In the best case we might expect the increase in consumption to be balanced out by the increase in efficiency. But even if this were true, a growing population means that overall consumption increases. Moreover, as products become more affordable, they become accessible to the developing world population, further increasing growth in consumption. And when products cost less in the developed world, they are more likely to be thrown away. Finally, even when we have enough, we want more. For example, the average house in the US is twice as large today as the average size in 1950, despite a decline in family sizes.
The overall message of the book is that there is no magic technology bullet that will solve this problem. The ultimate answer is to use less, period.
While a valuable read, a challenge I had with this book is that it could be organized better. It has 34 chapters and tends to bounce around from topic to topic, as if it were written as a series of articles.

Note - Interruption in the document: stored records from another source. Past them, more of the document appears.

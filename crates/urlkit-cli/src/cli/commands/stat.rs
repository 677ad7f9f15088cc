//! `urlkit stat <path>`

use anyhow::Result;
use std::path::Path;
use std::time::{SystemTime, UNIX_EPOCH};
use urlkit_core::file_attrs::{self, UNKNOWN_FILE_SIZE};

/// Seconds since the Unix epoch, or "-".
fn fmt_time(t: Option<SystemTime>) -> String {
    t.and_then(|t| t.duration_since(UNIX_EPOCH).ok())
        .map(|d| d.as_secs().to_string())
        .unwrap_or_else(|| "-".to_string())
}

pub fn run_stat(path: &Path) -> Result<()> {
    let size = file_attrs::size(path);
    println!("{}", path.display());
    println!("  Directory:   {}", file_attrs::is_directory(path));
    if size == UNKNOWN_FILE_SIZE {
        println!("  Size:        -");
    } else {
        println!("  Size:        {}", size);
    }
    println!("  Modified:    {}", fmt_time(file_attrs::modified_time(path)));
    println!("  Created:     {}", fmt_time(file_attrs::created_time(path)));
    println!("  Accessed:    {}", fmt_time(file_attrs::accessed_time(path)));
    println!("  Hidden:      {}", file_attrs::is_hidden(path));
    println!("  Writable:    {}", file_attrs::is_writable(path));
    println!(
        "  No backup:   {}",
        file_attrs::is_excluded_from_backup(path)
    );
    Ok(())
}
//! CLI parse tests.

use super::{Cli, CliCommand};
use clap::Parser;

pub(super) fn parse(args: &[&str]) -> CliCommand {
    let cli = Cli::try_parse_from(args).unwrap();
    cli.command
}

mod local;
mod remote;
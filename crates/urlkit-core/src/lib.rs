pub mod config;
pub mod logging;

pub mod file_attrs;
pub mod probe;
pub mod query;
pub mod thumbnail;
pub mod url_equiv;

pub use probe::{remote_size, supports_range_requests, RemoteProbe, UNKNOWN_SIZE};
pub use url_equiv::{is_equivalent, UrlExt};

An overview of some of the interesting themes:
The answer is not to buy more efficient stuff
Efficiency drives more consumption:
- More efficient planes lead to more air travel
- More efficient engines leads to more car (and more cars). The Ford model T, manufactured between 1908 and 1927, had a fuel economy between 13 and 21 miles per gallon, similar to today's cars. Of course today's cars are vastly safer, more luxurious, and can travel at much higher speeds. All of which leads to tolerance for more driving and longer commutes.
- More efficient roads and public transit leads to less congestion and more cars rushing in to fill the empty space
- More efficient parking in cities leads to less use of public transit
The answer is not to eat locally grown food
How far you live from your grocery store is of far greater environmental significance than how far you live from the places where your food is grown, because moving small amounts of food from the grocery store to your home is inefficient in comparison to moving food in bulk from the farm to the grocery store.
The answer is not more efficient energy production
The human race currently consumes energy at an average rate of 16 terawatts - the equivalent of 160 billion light bulbs burning all the time. Capping atmospheric CO2 at 450 parts per million - 15% higher than today and consistent with a 2 degree C rise in global temperature - would require freezing global energy consumption at current levels despite a projected increase in global population from 7 to 9 billion people. It would also require replacing 13 of the 16 terawatts with the equivalent of all of the following:
- 100 square meters of solar cells, 50 square meters of solar thermal reflectors, and one olympic-sized swimming pool of algae for biofuel, every second for the next 25 years.
- One 300 foot diameter wind turbine every five minutes
- One 100 megawatt geothermal-powered steam turbine every eight hours
- One 3 gigawatt nuclear power plant every week
The answer is to change how we live
We need to live smaller, live closer, and drive less. The most sustainable lifestyle is a high density urban environment like Manhattan. This unfortunately goes against many of our cultural visions of utopia as a cocoon of high quality belongings in a bucolic setting.
How to get there: Frugality First
Herman E. Daley, an ecological economist and professor emeritus at the School of Public Policy at the University of Maryland, writes that "frugality first induces efficiency second; efficiency first dissipates itself by making frugality appear less necessary. Frugality [e.g. artificially increasing energy's scarcity through caps or taxes] keeps the economy at a sustainable scale; efficiency of allocation [i.e. artificially increasing energy's abundance] helps us live better at any scale, but does not help us set the scale itself.
A better title for the book might be: "Frugality First: The Importance of Less." But who would want to buy that?